Making Use of Experience in Learning

While it sounds far-fetched, the idea of having white-collar criminals lecture colleges students on business ethics is not really a huge stretch for higher education.

"Experiential education," while still often derided as a nonempirical approach to learning, is gaining ground in higher education, says Garry Hesser, a professor of sociology and urban studies at Augsburg College in Minneapolis. A past president of the National Society for Experiential Education, he says the organization's ranks now include dozens of university professors. It represents, he says, a return to the ideas of educator John Dewey, who espoused learning through experience.

One bandwagon in higher education today is cooperative learning in which students take jobs as interns in business or volunteer organizations for college credit. Even smaller slices of life, inserted into the curriculum can be valuable, Mr. Hesser says. But he offers caveats.

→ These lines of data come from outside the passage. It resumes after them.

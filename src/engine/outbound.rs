// Outbound planning
// Turns the active outbound rules of a key into ordered dispatch waves

//! # Outbound Planner
//!
//! Given the effective routing key and the canonical payload, the planner
//! decides which destinations receive the event and in what order.
//!
//! ## Planning Steps
//!
//! 1. Fetch the active outbound rules and keep the best `(rank, version)`
//!    row per target.
//! 2. Reject dependency cycles among those candidates. A cycle is a
//!    configuration error and nothing is dispatched.
//! 3. Evaluate each rule's `conditions`. `false` excludes the rule; an
//!    evaluation error skips it with [`SkipReason::ConditionError`].
//! 4. Skip, transitively, every rule that depends on a target which did not
//!    survive step 3 ([`SkipReason::DependencyUnmet`]).
//! 5. Layer the survivors into waves with Kahn's algorithm. A rule's wave is
//!    one past the latest wave of its dependencies.
//!
//! Units inside a wave are sorted by target so plans are deterministic.
//!
//! ## Rust Learning Notes:
//!
//! ### Ordered Collections for Determinism
//! `BTreeMap` and `BTreeSet` iterate in key order. Using them instead of
//! `HashMap` means two runs over the same catalog always produce the same
//! plan, which makes plans diffable and tests stable.

use std::collections::{BTreeMap, BTreeSet};
use std::fmt;
use std::sync::Arc;

use serde::Serialize;
use serde_json::Value;
use tracing::{debug, error, warn};

use crate::engine::catalog::RuleCatalog;
use crate::models::{select_best, MatchRank, OutboundRule, RoutingKey};
use crate::{Result, RouterError};

/// One destination to dispatch to
#[derive(Debug, Clone, PartialEq, Serialize)]
pub struct DispatchUnit {
    pub rule: OutboundRule,
    pub rank: MatchRank,
    /// Zero-based wave index
    pub wave: usize,
}

impl DispatchUnit {
    pub fn target(&self) -> &str {
        &self.rule.target
    }

    /// Targets that must succeed before this unit runs
    pub fn dependencies(&self) -> impl Iterator<Item = &str> {
        self.rule.dependencies.keys().map(String::as_str)
    }
}

/// Why a rule that passed the catalog lookup is not dispatched
#[derive(Debug, Clone, PartialEq, Eq, Serialize)]
#[serde(tag = "reason", rename_all = "snake_case")]
pub enum SkipReason {
    /// The rule's conditions could not be evaluated
    ConditionError { message: String },
    /// A dependency was excluded, skipped, missing or failed
    DependencyUnmet { missing: Vec<String> },
}

impl fmt::Display for SkipReason {
    fn fmt(&self, f: &mut fmt::Formatter<'_>) -> fmt::Result {
        match self {
            SkipReason::ConditionError { message } => write!(f, "condition_error: {}", message),
            SkipReason::DependencyUnmet { missing } => {
                write!(f, "dependency_unmet: {}", missing.join(","))
            }
        }
    }
}

#[derive(Debug, Clone, PartialEq, Serialize)]
pub struct SkippedUnit {
    pub rule: OutboundRule,
    pub reason: SkipReason,
}

/// Ordered dispatch plan for one event
#[derive(Debug, Clone, PartialEq, Serialize)]
pub struct DispatchPlan {
    pub key: RoutingKey,
    pub waves: Vec<Vec<DispatchUnit>>,
    pub skipped: Vec<SkippedUnit>,
    /// Rules whose conditions evaluated to false
    pub excluded: Vec<OutboundRule>,
}

impl DispatchPlan {
    pub fn unit_count(&self) -> usize {
        self.waves.iter().map(Vec::len).sum()
    }

    /// Nothing to dispatch
    pub fn is_empty(&self) -> bool {
        self.unit_count() == 0
    }

    pub fn units(&self) -> impl Iterator<Item = &DispatchUnit> {
        self.waves.iter().flatten()
    }
}

pub struct OutboundPlanner {
    catalog: Arc<dyn RuleCatalog>,
}

impl OutboundPlanner {
    pub fn new(catalog: Arc<dyn RuleCatalog>) -> Self {
        Self { catalog }
    }

    pub async fn plan(&self, key: &RoutingKey, payload: &Value) -> Result<DispatchPlan> {
        let rows = self
            .catalog
            .find_active_outbound(&key.agent, &key.entity, &key.action)
            .await?;
        let plan = build_plan(key, rows, payload)?;
        debug!(
            key = %key,
            waves = plan.waves.len(),
            units = plan.unit_count(),
            skipped = plan.skipped.len(),
            excluded = plan.excluded.len(),
            "Dispatch plan built"
        );
        Ok(plan)
    }
}

/// Pure planning over already-fetched rows
pub fn build_plan(key: &RoutingKey, rows: Vec<OutboundRule>, payload: &Value) -> Result<DispatchPlan> {
    let candidates = best_per_target(rows, &key.action);
    detect_cycles(&candidates)?;

    let mut surviving: BTreeMap<String, (OutboundRule, MatchRank)> = BTreeMap::new();
    let mut skipped = Vec::new();
    let mut excluded = Vec::new();

    for (target, (rule, rank)) in candidates {
        let Some(conditions) = &rule.conditions else {
            surviving.insert(target, (rule, rank));
            continue;
        };
        match conditions.try_evaluate(payload) {
            Ok(true) => {
                surviving.insert(target, (rule, rank));
            }
            Ok(false) => {
                debug!(destination = %target, "Outbound rule excluded by its conditions");
                excluded.push(rule);
            }
            Err(err) => {
                if err.is_configuration() {
                    error!(destination = %target, error = %err, "Outbound rule has a malformed condition");
                } else {
                    warn!(destination = %target, error = %err, "Outbound condition could not be evaluated");
                }
                skipped.push(SkippedUnit {
                    rule,
                    reason: SkipReason::ConditionError {
                        message: err.to_string(),
                    },
                });
            }
        }
    }

    // Dropping one rule can strand another, so repeat until nothing changes.
    loop {
        let stranded: Vec<(String, Vec<String>)> = surviving
            .iter()
            .filter_map(|(target, (rule, _))| {
                let missing: Vec<String> = rule
                    .dependencies
                    .keys()
                    .filter(|dep| !surviving.contains_key(*dep))
                    .cloned()
                    .collect();
                (!missing.is_empty()).then(|| (target.clone(), missing))
            })
            .collect();
        if stranded.is_empty() {
            break;
        }
        for (target, missing) in stranded {
            if let Some((rule, _)) = surviving.remove(&target) {
                debug!(destination = %target, missing = ?missing, "Outbound rule skipped, dependency unmet");
                skipped.push(SkippedUnit {
                    rule,
                    reason: SkipReason::DependencyUnmet { missing },
                });
            }
        }
    }

    let waves = layer_waves(surviving)?;
    Ok(DispatchPlan {
        key: key.clone(),
        waves,
        skipped,
        excluded,
    })
}

fn best_per_target(rows: Vec<OutboundRule>, action: &str) -> BTreeMap<String, (OutboundRule, MatchRank)> {
    let mut by_target: BTreeMap<String, Vec<OutboundRule>> = BTreeMap::new();
    for row in rows {
        by_target.entry(row.target.clone()).or_default().push(row);
    }
    by_target
        .into_iter()
        .filter_map(|(target, rows)| {
            select_best(&rows, action).map(|(rule, rank)| (target, (rule.clone(), rank)))
        })
        .collect()
}

/// Kahn's algorithm over the candidate graph; leftovers form a cycle
fn detect_cycles(candidates: &BTreeMap<String, (OutboundRule, MatchRank)>) -> Result<()> {
    let mut in_degree: BTreeMap<&str, usize> = candidates
        .iter()
        .map(|(target, (rule, _))| {
            let degree = rule
                .dependencies
                .keys()
                .filter(|dep| candidates.contains_key(*dep))
                .count();
            (target.as_str(), degree)
        })
        .collect();

    let mut queue: Vec<&str> = in_degree
        .iter()
        .filter(|(_, degree)| **degree == 0)
        .map(|(target, _)| *target)
        .collect();
    let mut processed = 0usize;

    while let Some(done) = queue.pop() {
        processed += 1;
        for (target, (rule, _)) in candidates {
            if rule.dependencies.contains_key(done) {
                if let Some(degree) = in_degree.get_mut(target.as_str()) {
                    *degree -= 1;
                    if *degree == 0 {
                        queue.push(target.as_str());
                    }
                }
            }
        }
    }

    if processed == candidates.len() {
        return Ok(());
    }

    let cycle: Vec<&str> = in_degree
        .iter()
        .filter(|(_, degree)| **degree > 0)
        .map(|(target, _)| *target)
        .collect();
    error!(targets = ?cycle, "Dependency cycle among outbound rules");
    Err(RouterError::Configuration(format!(
        "dependency cycle among outbound targets: {}",
        cycle.join(" -> ")
    )))
}

fn layer_waves(mut remaining: BTreeMap<String, (OutboundRule, MatchRank)>) -> Result<Vec<Vec<DispatchUnit>>> {
    let mut placed: BTreeSet<String> = BTreeSet::new();
    let mut waves = Vec::new();

    while !remaining.is_empty() {
        let ready: Vec<String> = remaining
            .iter()
            .filter(|(_, (rule, _))| rule.dependencies.keys().all(|dep| placed.contains(dep)))
            .map(|(target, _)| target.clone())
            .collect();
        if ready.is_empty() {
            return Err(RouterError::Internal(
                "outbound rules could not be layered into waves".to_string(),
            ));
        }

        let wave_index = waves.len();
        let mut wave = Vec::with_capacity(ready.len());
        for target in ready {
            if let Some((rule, rank)) = remaining.remove(&target) {
                wave.push(DispatchUnit {
                    rule,
                    rank,
                    wave: wave_index,
                });
            }
        }
        placed.extend(wave.iter().map(|unit| unit.rule.target.clone()));
        waves.push(wave);
    }

    Ok(waves)
}

#[cfg(test)]
mod tests {
    use super::*;
    use crate::engine::catalog::InMemoryCatalog;
    use crate::models::{ConditionNode, Operator};
    use serde_json::json;

    fn key() -> RoutingKey {
        RoutingKey::new("erp", "driver", "create")
    }

    fn rule(target: &str) -> OutboundRule {
        OutboundRule::new("erp", "driver", "create", target)
    }

    fn targets(wave: &[DispatchUnit]) -> Vec<&str> {
        wave.iter().map(DispatchUnit::target).collect()
    }

    #[test]
    fn test_plain_rules_form_one_wave() {
        let plan = build_plan(&key(), vec![rule("wms"), rule("crm"), rule("tms")], &json!({})).unwrap();
        assert_eq!(plan.waves.len(), 1);
        assert_eq!(targets(&plan.waves[0]), vec!["crm", "tms", "wms"]);
        assert!(plan.skipped.is_empty());
        assert!(plan.excluded.is_empty());
    }

    #[test]
    fn test_dependencies_layer_into_waves() {
        let rows = vec![
            rule("billing").depends_on("crm").depends_on("wms"),
            rule("wms"),
            rule("crm").depends_on("wms"),
            rule("audit"),
        ];
        let plan = build_plan(&key(), rows, &json!({})).unwrap();

        assert_eq!(plan.waves.len(), 3);
        assert_eq!(targets(&plan.waves[0]), vec!["audit", "wms"]);
        assert_eq!(targets(&plan.waves[1]), vec!["crm"]);
        assert_eq!(targets(&plan.waves[2]), vec!["billing"]);
        assert_eq!(plan.waves[2][0].wave, 2);
    }

    #[test]
    fn test_cycle_is_rejected() {
        let rows = vec![rule("a").depends_on("b"), rule("b").depends_on("c"), rule("c").depends_on("a")];
        let err = build_plan(&key(), rows, &json!({})).unwrap_err();
        assert!(matches!(err, RouterError::Configuration(_)));
    }

    #[test]
    fn test_self_dependency_is_a_cycle() {
        let err = build_plan(&key(), vec![rule("a").depends_on("a")], &json!({})).unwrap_err();
        assert!(matches!(err, RouterError::Configuration(_)));
    }

    #[test]
    fn test_cycle_detected_even_if_conditions_would_exclude() {
        let never = ConditionNode::any(vec![]);
        let rows = vec![
            rule("a").depends_on("b").with_conditions(never),
            rule("b").depends_on("a"),
        ];
        assert!(build_plan(&key(), rows, &json!({})).is_err());
    }

    #[test]
    fn test_conditions_exclude_and_strand_dependents() {
        let rows = vec![
            rule("wms").with_conditions(ConditionNode::leaf("status", Operator::Eq, json!("active"))),
            rule("crm").depends_on("wms"),
            rule("billing").depends_on("crm"),
            rule("audit"),
        ];
        let plan = build_plan(&key(), rows, &json!({"status": "inactive"})).unwrap();

        assert_eq!(plan.excluded.len(), 1);
        assert_eq!(plan.excluded[0].target, "wms");
        assert_eq!(plan.skipped.len(), 2);
        assert!(plan
            .skipped
            .iter()
            .all(|unit| matches!(unit.reason, SkipReason::DependencyUnmet { .. })));
        assert_eq!(plan.waves.len(), 1);
        assert_eq!(targets(&plan.waves[0]), vec!["audit"]);
    }

    #[test]
    fn test_condition_error_skips_only_that_unit() {
        let rows = vec![
            rule("wms").with_conditions(ConditionNode::leaf("age", Operator::Gt, json!(10))),
            rule("crm"),
        ];
        let plan = build_plan(&key(), rows, &json!({"age": "old"})).unwrap();

        assert_eq!(plan.skipped.len(), 1);
        assert!(matches!(plan.skipped[0].reason, SkipReason::ConditionError { .. }));
        assert_eq!(targets(&plan.waves[0]), vec!["crm"]);
    }

    #[test]
    fn test_missing_dependency_target_is_unmet() {
        let plan = build_plan(&key(), vec![rule("crm").depends_on("ghost")], &json!({})).unwrap();
        assert!(plan.is_empty());
        assert_eq!(
            plan.skipped[0].reason,
            SkipReason::DependencyUnmet {
                missing: vec!["ghost".to_string()]
            }
        );
    }

    #[test]
    fn test_best_row_per_target() {
        let rows = vec![
            OutboundRule::new("erp", "driver", "all", "wms").with_version(5),
            OutboundRule::new("erp", "driver", "create", "wms").with_version(1),
            OutboundRule::new("erp", "driver", "create,update", "crm").with_version(2),
        ];
        let plan = build_plan(&key(), rows, &json!({})).unwrap();
        let units: Vec<&DispatchUnit> = plan.units().collect();
        assert_eq!(units.len(), 2);
        assert_eq!(units[0].rank, MatchRank::Listed);
        assert_eq!(units[1].rule.version, 1);
        assert_eq!(units[1].rank, MatchRank::Exact);
    }

    #[tokio::test]
    async fn test_planner_reads_active_rules_from_catalog() {
        let catalog = Arc::new(InMemoryCatalog::new());
        catalog.publish_outbound(rule("wms")).await.unwrap();
        catalog.publish_outbound(rule("crm").inactive()).await.unwrap();

        let planner = OutboundPlanner::new(catalog);
        let plan = planner.plan(&key(), &json!({})).await.unwrap();
        assert_eq!(plan.unit_count(), 1);
        assert_eq!(plan.waves[0][0].target(), "wms");
    }
}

"As professors, we have to determine what kind of experiences will be educative as opposed to mis-educative," he says. "You might have the most articulate guy who may be the ultimate con artist. So instead of making people avoid it, he convinces people they can get by with it." If a speaker, say an alcoholic, is brought in to tell his story just for the "shock value, then that's pretty dumb and irresponsible," Hesser says.

Richard Davis, a Susquehanna University professor who brought in white-collar criminals, agrees. "When these men get up there, they're the ones that did these things," he says. "It's a powerful message."